Records from a data source:
______________________________
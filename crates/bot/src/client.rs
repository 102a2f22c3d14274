//! Telegram client
//!
//! The dispatcher only needs three things from the platform: a bot handle for
//! replies, webhook registration and a polling subscription. [`BotClient`]
//! is that seam; [`TelegramClient`] implements it on top of teloxide.

use crate::update::InboundUpdate;
use anyhow::{Context, Result};
use async_trait::async_trait;
use std::time::Duration;
use teloxide::prelude::*;
use tokio::sync::mpsc;
use url::Url;

/// Buffered updates between the poller and the consumer
const UPDATE_BUFFER: usize = 100;

/// HTTP timeout headroom over the long-poll timeout
const CLIENT_TIMEOUT_MARGIN_SECS: u64 = 10;

/// Delay before retrying a failed `getUpdates`
const RETRY_DELAY: Duration = Duration::from_secs(3);

/// Lazy, unbounded sequence of updates; ends when the subscription stops
pub type UpdateStream = mpsc::Receiver<InboundUpdate>;

/// Chat platform operations used by the dispatcher
#[async_trait]
pub trait BotClient: Send + Sync + 'static {
    /// Bot handle passed to update handlers
    fn bot(&self) -> Bot;

    /// Tell the platform to push updates to `url`
    async fn register_webhook(&self, url: Url) -> Result<()>;

    /// Open the long-polling subscription
    async fn subscribe_updates(&self, poll_timeout_secs: u32) -> UpdateStream;
}

/// Authenticated teloxide-backed client
#[derive(Clone)]
pub struct TelegramClient {
    bot: Bot,
}

impl TelegramClient {
    /// Authenticate with the bot token
    ///
    /// Issues `getMe`; an invalid token fails here.
    pub async fn authenticate(token: &str, poll_timeout_secs: u32) -> Result<Self> {
        let http = teloxide::net::default_reqwest_settings()
            .timeout(Duration::from_secs(
                u64::from(poll_timeout_secs) + CLIENT_TIMEOUT_MARGIN_SECS,
            ))
            .build()
            .context("failed to build Telegram HTTP client")?;

        let client = Self::with_bot(Bot::with_client(token, http));
        let me = client.bot.get_me().await.context("getMe request failed")?;
        let username = me.user.username.as_deref().unwrap_or_default();

        tracing::info!(user = %username, "✓ Authentication with Telegram completed");

        Ok(client)
    }

    /// Wrap an already configured bot without contacting the platform
    pub fn with_bot(bot: Bot) -> Self {
        Self { bot }
    }
}

#[async_trait]
impl BotClient for TelegramClient {
    fn bot(&self) -> Bot {
        self.bot.clone()
    }

    async fn register_webhook(&self, url: Url) -> Result<()> {
        self.bot
            .set_webhook(url)
            .await
            .context("setWebhook request failed")?;
        Ok(())
    }

    async fn subscribe_updates(&self, poll_timeout_secs: u32) -> UpdateStream {
        // getUpdates is refused while a webhook is registered
        if let Err(e) = self.bot.delete_webhook().await {
            tracing::warn!("Failed to remove existing webhook: {}", e);
        }

        let (tx, rx) = mpsc::channel(UPDATE_BUFFER);
        tokio::spawn(poll_updates(self.bot.clone(), poll_timeout_secs, tx));
        rx
    }
}

/// Long-poll `getUpdates` until the receiving side goes away
///
/// The receiver is only checked between polls, so a dropped receiver is
/// noticed once the in-flight request returns, up to `poll_timeout_secs`
/// later.
async fn poll_updates(bot: Bot, poll_timeout_secs: u32, tx: mpsc::Sender<InboundUpdate>) {
    let mut offset: i32 = 0;

    tracing::debug!("Polling for updates (timeout: {}s)", poll_timeout_secs);

    while !tx.is_closed() {
        let updates = match bot
            .get_updates()
            .offset(offset)
            .timeout(poll_timeout_secs)
            .await
        {
            Ok(updates) => updates,
            Err(e) => {
                tracing::warn!(
                    "Failed to get updates: {}, retrying in {}s",
                    e,
                    RETRY_DELAY.as_secs()
                );
                tokio::time::sleep(RETRY_DELAY).await;
                continue;
            }
        };

        for update in &updates {
            let Some(next) = next_offset(update.id.0) else {
                tracing::error!(
                    "Update id {} is outside the getUpdates offset range, stopping subscription",
                    update.id.0
                );
                return;
            };
            offset = next;

            if tx.send(InboundUpdate::from_platform(update)).await.is_err() {
                break;
            }
        }
    }

    tracing::debug!("Update subscription closed");
}

/// Offset acknowledging `update_id`; `None` once it no longer fits
fn next_offset(update_id: u32) -> Option<i32> {
    i32::try_from(update_id).ok()?.checked_add(1)
}
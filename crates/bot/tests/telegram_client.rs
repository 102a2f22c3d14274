//! `TelegramClient` against a mocked Bot API

use bot::{BotClient, TelegramClient};
use mockito::{Matcher, Server, ServerGuard};
use serde_json::json;
use std::sync::Arc;
use std::sync::atomic::{AtomicUsize, Ordering};
use std::time::{Duration, Instant};
use teloxide::Bot;
use url::Url;

const TOKEN: &str = "123456:TEST";

fn client_for(server: &ServerGuard) -> TelegramClient {
    TelegramClient::with_bot(Bot::new(TOKEN).set_api_url(Url::parse(&server.url()).unwrap()))
}

/// teloxide addresses Bot API methods in PascalCase
fn method_path(method: &str) -> String {
    format!("/bot{TOKEN}/{method}")
}

fn message_update(update_id: u32) -> serde_json::Value {
    json!({
        "update_id": update_id,
        "message": {
            "message_id": update_id,
            "date": 1700000000,
            "chat": {"id": 42, "type": "private", "first_name": "Test"},
            "from": {"id": 7, "is_bot": false, "first_name": "Test", "username": "tester"},
            "text": "hello"
        }
    })
}

fn ok_body(result: serde_json::Value) -> String {
    json!({ "ok": true, "result": result }).to_string()
}

#[tokio::test]
async fn test_subscribe_removes_webhook_and_advances_offset() {
    let mut server = Server::new_async().await;

    let delete_webhook = server
        .mock("POST", method_path("DeleteWebhook").as_str())
        .with_status(200)
        .with_header("content-type", "application/json")
        .with_body(ok_body(json!(true)))
        .expect(1)
        .create_async()
        .await;
    let first_poll = server
        .mock("POST", method_path("GetUpdates").as_str())
        .match_body(Matcher::PartialJson(json!({ "offset": 0, "timeout": 1 })))
        .with_status(200)
        .with_header("content-type", "application/json")
        .with_body(ok_body(json!([message_update(7), message_update(8)])))
        .create_async()
        .await;
    let next_poll = server
        .mock("POST", method_path("GetUpdates").as_str())
        .match_body(Matcher::PartialJson(json!({ "offset": 9 })))
        .with_status(200)
        .with_header("content-type", "application/json")
        .with_body(ok_body(json!([])))
        .create_async()
        .await;

    let client = client_for(&server);
    let mut updates = client.subscribe_updates(1).await;

    // Removed before the first getUpdates is issued
    delete_webhook.assert_async().await;

    let (first, second) = tokio::time::timeout(Duration::from_secs(5), async {
        (updates.recv().await, updates.recv().await)
    })
    .await
    .expect("both updates should arrive");
    let first = first.expect("first update");
    let second = second.expect("second update");
    assert_eq!(first.update_id, 7);
    assert_eq!(second.update_id, 8);
    let message = second.into_message().expect("message payload");
    assert_eq!(message.chat.id, 42);
    assert_eq!(message.from.and_then(|s| s.username).as_deref(), Some("tester"));

    tokio::time::timeout(Duration::from_secs(5), async {
        while !next_poll.matched_async().await {
            tokio::time::sleep(Duration::from_millis(20)).await;
        }
    })
    .await
    .expect("the next poll should acknowledge update 8");
    assert!(first_poll.matched_async().await);
}

#[tokio::test]
async fn test_failed_poll_is_retried_after_delay() {
    let mut server = Server::new_async().await;

    let _delete_webhook = server
        .mock("POST", method_path("DeleteWebhook").as_str())
        .with_status(200)
        .with_header("content-type", "application/json")
        .with_body(ok_body(json!(true)))
        .create_async()
        .await;

    let attempts = Arc::new(AtomicUsize::new(0));
    let seen = Arc::clone(&attempts);
    let _get_updates = server
        .mock("POST", method_path("GetUpdates").as_str())
        .with_status(200)
        .with_header("content-type", "application/json")
        .with_body_from_request(move |_| {
            let body = match seen.fetch_add(1, Ordering::SeqCst) {
                0 => json!({ "ok": false, "error_code": 502, "description": "Bad Gateway" })
                    .to_string(),
                1 => ok_body(json!([message_update(1)])),
                _ => ok_body(json!([])),
            };
            body.into_bytes()
        })
        .create_async()
        .await;

    let client = client_for(&server);
    let started = Instant::now();
    let mut updates = client.subscribe_updates(1).await;

    let update = tokio::time::timeout(Duration::from_secs(10), updates.recv())
        .await
        .expect("update after retry")
        .expect("subscription open");

    assert_eq!(update.update_id, 1);
    assert!(started.elapsed() >= Duration::from_secs(3));
    assert!(attempts.load(Ordering::SeqCst) >= 2);
}

#[tokio::test]
async fn test_register_webhook_sends_target_url() {
    let mut server = Server::new_async().await;

    let set_webhook = server
        .mock("POST", method_path("SetWebhook").as_str())
        // Sent as multipart because of the optional certificate field
        .match_body(Matcher::AllOf(vec![
            Matcher::Regex(r#"name="url""#.to_string()),
            Matcher::Regex(r"https://example\.com/hook/telegram".to_string()),
        ]))
        .with_status(200)
        .with_header("content-type", "application/json")
        .with_body(ok_body(json!(true)))
        .expect(1)
        .create_async()
        .await;

    let client = client_for(&server);
    client
        .register_webhook(Url::parse("https://example.com/hook/telegram").unwrap())
        .await
        .unwrap();

    set_webhook.assert_async().await;
}

#[tokio::test]
async fn test_register_webhook_surfaces_platform_rejection() {
    let mut server = Server::new_async().await;

    let set_webhook = server
        .mock("POST", method_path("SetWebhook").as_str())
        .with_status(200)
        .with_header("content-type", "application/json")
        .with_body(
            json!({
                "ok": false,
                "error_code": 400,
                "description": "Bad Request: bad webhook: HTTPS url must be provided for webhook"
            })
            .to_string(),
        )
        .expect(1)
        .create_async()
        .await;

    let client = client_for(&server);
    let err = client
        .register_webhook(Url::parse("https://example.com/hook/telegram").unwrap())
        .await
        .unwrap_err();

    set_webhook.assert_async().await;
    let message = format!("{err:#}");
    assert!(message.contains("setWebhook request failed"));
    assert!(message.contains("HTTPS url must be provided"));
}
______________________________
Work instructions> Up to and including the line that holds "and the consumer", reproduce the records above exactly from their first line, and give nothing else.

Task output>
filename crates/bot/src/client.rs
repository 102a2f22c3d14274
//! Telegram client
//!
//! The dispatcher only needs three things from the platform: a bot handle for
//! replies, webhook registration and a polling subscription. [`BotClient`]
//! is that seam; [`TelegramClient`] implements it on top of teloxide.

use crate::update::InboundUpdate;
use anyhow::{Context, Result};
use async_trait::async_trait;
use std::time::Duration;
use teloxide::prelude::*;
use tokio::sync::mpsc;
use url::Url;

/// Buffered updates between the poller and the consumer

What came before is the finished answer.